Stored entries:
↓↓↓

// SPDX-License-Identifier: PolyForm-Noncommercial-1.0.0
// Copyright (c) 2025 Sylvex. All rights reserved.

//! RTU client.
//!
//! # Architecture
//!
//! ```text
//! ┌─────────────────────────────────────────────────────────────────┐
//! │                         RtuClient                               │
//! │      (register/coil access, identity, connect/reconfigure)      │
//! └─────────────────────────────────────────────────────────────────┘
//!                              │
//!                              ▼
//! ┌─────────────────────────────────────────────────────────────────┐
//! │                    Transaction engine                           │
//! │          (encode, settle, read, classify, CRC re-read)          │
//! └─────────────────────────────────────────────────────────────────┘
//!                              │
//!                              ▼
//! ┌─────────────────────────────────────────────────────────────────┐
//! │          SerialLink (one exclusively held port)                 │
//! └─────────────────────────────────────────────────────────────────┘
//!            │                                     │
//!            ▼                                     ▼
//! ┌─────────────────────┐             ┌─────────────────────┐
//! │   SerialPortLink    │             │  simulated devices  │
//! │   (tokio-serial)    │             │      (tests)        │
//! └─────────────────────┘             └─────────────────────┘
//! ```
//!
//! The link sits behind a mutex that is only ever *tried*. A second
//! operation issued while one is in flight fails with `LinkError::Busy`
//! instead of interleaving bytes on the wire.
//!
//! # Examples
//!
//! ```rust,ignore
//! use coilbus_rtu::client::RtuClient;
//! use coilbus_rtu::types::RtuConfig;
//!
//! let config = RtuConfig::builder().port("/dev/ttyUSB0").baud_rate(38400).build()?;
//! let client = RtuClient::serial(config)?;
//!
//! client.connect().await?;
//! let values = client.read_holding_registers(1, 2).await?;
//! ```

mod access;
mod retry;
mod rtu;
mod transaction;
mod transport;

pub use access::{Echo, MAX_READ_COILS, MAX_READ_REGISTERS, MAX_WRITE_COILS, MAX_WRITE_REGISTERS};
pub use retry::{with_retry, ExponentialBackoff, LinearBackoff, RetryConfig, RetryStrategy};
pub use rtu::{list_serial_devices, SerialPortLink, SerialPortOpener};
pub use transaction::{
    classify, exchange, identify_exchange, OperationClass, TransactionRequest, TransactionResult,
    IDENTIFY_PAYLOAD, MIN_IDENTIFY_LEN, MIN_WRITE_ECHO_LEN,
};
pub use transport::{BoxedLink, LinkOpener, LinkState, SerialLink};

use std::sync::atomic::{AtomicU64, Ordering};
use std::sync::Arc;
use std::time::{Duration, Instant};

use parking_lot::RwLock;
use tokio::sync::Mutex;

use crate::error::{ProtocolError, RtuError, RtuResult};
use crate::identity::DeviceIdentity;
use crate::types::{DeviceAddress, RtuConfig, TimingConfig, DISCOVERY_BAUD_RATES};

// =============================================================================
// RtuClient
// =============================================================================

/// Client for one device on one serial port.
///
/// # Thread Safety
///
/// The client is `Send + Sync`; share it with `Arc<RtuClient>`. Only one
/// operation may use the link at a time.
pub struct RtuClient {
    /// Link configuration.
    config: RwLock<RtuConfig>,
    /// Opens the port.
    opener: Arc<dyn LinkOpener>,
    /// The open link, if any.
    link: Mutex<Option<BoxedLink>>,
    /// Link state.
    state: RwLock<LinkState>,
    /// Retry policy for opening the port.
    retry_config: RetryConfig,
    /// Client statistics.
    stats: ClientStats,
}

impl RtuClient {
    /// Creates a client that opens links through `opener`.
    pub fn new(config: RtuConfig, opener: Arc<dyn LinkOpener>) -> Self {
        Self {
            config: RwLock::new(config),
            opener,
            link: Mutex::new(None),
            state: RwLock::new(LinkState::Closed),
            retry_config: RetryConfig::default(),
            stats: ClientStats::new(),
        }
    }

    /// Creates a client for a real serial port.
    ///
    /// # Errors
    ///
    /// `OperationError::Unavailable` when this host has no serial support.
    pub fn serial(config: RtuConfig) -> RtuResult<Self> {
        let opener = SerialPortOpener::new()?;
        Ok(Self::new(config, Arc::new(opener)))
    }

    /// Sets the retry policy for opening the port.
    pub fn with_retry_config(mut self, config: RetryConfig) -> Self {
        self.retry_config = config;
        self
    }

    /// Returns a copy of the link configuration.
    pub fn config(&self) -> RtuConfig {
        self.config.read().clone()
    }

    /// Device address requests are sent to.
    pub fn address(&self) -> DeviceAddress {
        self.config.read().address
    }

    /// Configured line speed.
    pub fn baud_rate(&self) -> u32 {
        self.config.read().baud_rate
    }

    /// Configured port path.
    pub fn port(&self) -> String {
        self.config.read().port.clone()
    }

    pub(crate) fn timing(&self) -> TimingConfig {
        self.config.read().timing.clone()
    }

    /// Returns the link state.
    pub fn state(&self) -> LinkState {
        *self.state.read()
    }

    /// Returns `true` if the link is open.
    pub fn is_connected(&self) -> bool {
        self.state().is_open()
    }

    /// Returns the client statistics.
    pub fn stats(&self) -> &ClientStats {
        &self.stats
    }

    // =========================================================================
    // Connection management
    // =========================================================================

    /// Opens the port at the configured speed.
    ///
    /// Transient open failures (port missing while a USB adapter
    /// re-enumerates) are retried per the client's [`RetryConfig`].
    pub async fn connect(&self) -> RtuResult<()> {
        let config = self.config();
        config.validate()?;

        let mut slot = self.link.try_lock().map_err(|_| RtuError::busy())?;
        if slot.is_some() {
            return Ok(());
        }

        *self.state.write() = LinkState::Opening;

        let opened = with_retry(&self.retry_config, "open", |_| {
            let opener = Arc::clone(&self.opener);
            let port = config.port.clone();
            let (baud_rate, framing) = (config.baud_rate, config.framing);
            async move { opener.open(&port, baud_rate, framing).await }
        })
        .await;

        match opened {
            Ok(link) => {
                *slot = Some(link);
                *self.state.write() = LinkState::Open;
                self.stats.record_connection();
                tracing::info!(
                    port = %config.port,
                    baud_rate = config.baud_rate,
                    address = config.address.get(),
                    "Connected"
                );
                Ok(())
            }
            Err(e) => {
                *self.state.write() = LinkState::Error;
                Err(e)
            }
        }
    }

    /// Closes the port. Closing a closed client is a no-op.
    pub async fn disconnect(&self) -> RtuResult<()> {
        let mut slot = self.link.try_lock().map_err(|_| RtuError::busy())?;
        if slot.take().is_some() {
            tracing::info!(port = %self.port(), "Disconnected");
        }
        *self.state.write() = LinkState::Closed;
        Ok(())
    }

    /// Changes the device address and/or line speed.
    ///
    /// The link is closed and, if it was open, reopened with the new
    /// settings.
    pub async fn reconfigure(
        &self,
        address: Option<DeviceAddress>,
        baud_rate: Option<u32>,
    ) -> RtuResult<()> {
        let mut candidate = self.config();
        if let Some(address) = address {
            candidate.address = address;
        }
        if let Some(baud_rate) = baud_rate {
            candidate.baud_rate = baud_rate;
        }
        // A rejected change leaves the link and configuration untouched.
        candidate.validate()?;

        let was_open = self.is_connected();
        self.disconnect().await?;
        *self.config.write() = candidate;

        if was_open {
            self.connect().await?;
        }
        Ok(())
    }

    /// Tries the standard speeds in order and keeps the first one at which
    /// the device answers the identification request.
    ///
    /// Returns the speed found. When no speed answers, the configured speed
    /// is restored and the link is left closed.
    pub async fn connect_auto_baud(&self) -> RtuResult<u32> {
        let configured = self.baud_rate();
        let result = self.search_baud_rate().await;
        if result.is_err() {
            self.config.write().baud_rate = configured;
        }
        result
    }

    async fn search_baud_rate(&self) -> RtuResult<u32> {
        for &baud_rate in DISCOVERY_BAUD_RATES {
            self.disconnect().await?;
            self.config.write().baud_rate = baud_rate;

            if let Err(e) = self.connect().await {
                tracing::debug!(baud_rate, error = %e, "Open failed during speed search");
                continue;
            }

            match self.read_identity().await {
                Ok(_) => {
                    tracing::info!(baud_rate, "Line speed detected");
                    return Ok(baud_rate);
                }
                Err(e) if e.is_busy() => return Err(e),
                Err(e) => {
                    tracing::debug!(baud_rate, error = %e, "No identification at this speed");
                }
            }
        }

        self.disconnect().await?;
        Err(ProtocolError::NoResponse.into())
    }

    // =========================================================================
    // Transactions
    // =========================================================================

    /// Runs one exchange on the held link and records statistics.
    pub(crate) async fn transact(
        &self,
        request: &TransactionRequest,
        class: OperationClass,
    ) -> RtuResult<TransactionResult> {
        let timing = self.timing();
        let mut slot = self.link.try_lock().map_err(|_| RtuError::busy())?;
        let link = slot.as_mut().ok_or_else(RtuError::not_open)?;

        let started = Instant::now();
        let outcome = match class {
            OperationClass::Identify => identify_exchange(&mut **link, request, &timing).await,
            _ => exchange(&mut **link, request, class, &timing).await,
        };

        match &outcome {
            Ok(result) => {
                self.stats.record(result, started.elapsed());
                if class == OperationClass::Identify
                    && result.is_ok()
                    && !timing.identify_pause.is_zero()
                {
                    tokio::time::sleep(timing.identify_pause).await;
                }
            }
            Err(_) => self.stats.record_link_error(),
        }

        outcome
    }

    /// Reads and decodes the device identification.
    pub async fn read_identity(&self) -> RtuResult<DeviceIdentity> {
        let request = TransactionRequest::identify(self.address());
        let frame = self
            .transact(&request, OperationClass::Identify)
            .await?
            .into_result(request.function())?;
        Ok(DeviceIdentity::from_frame(&frame))
    }
}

↑↑↑

Go over the entries above and tally the lines holding "info"; please answer with the number alone.

3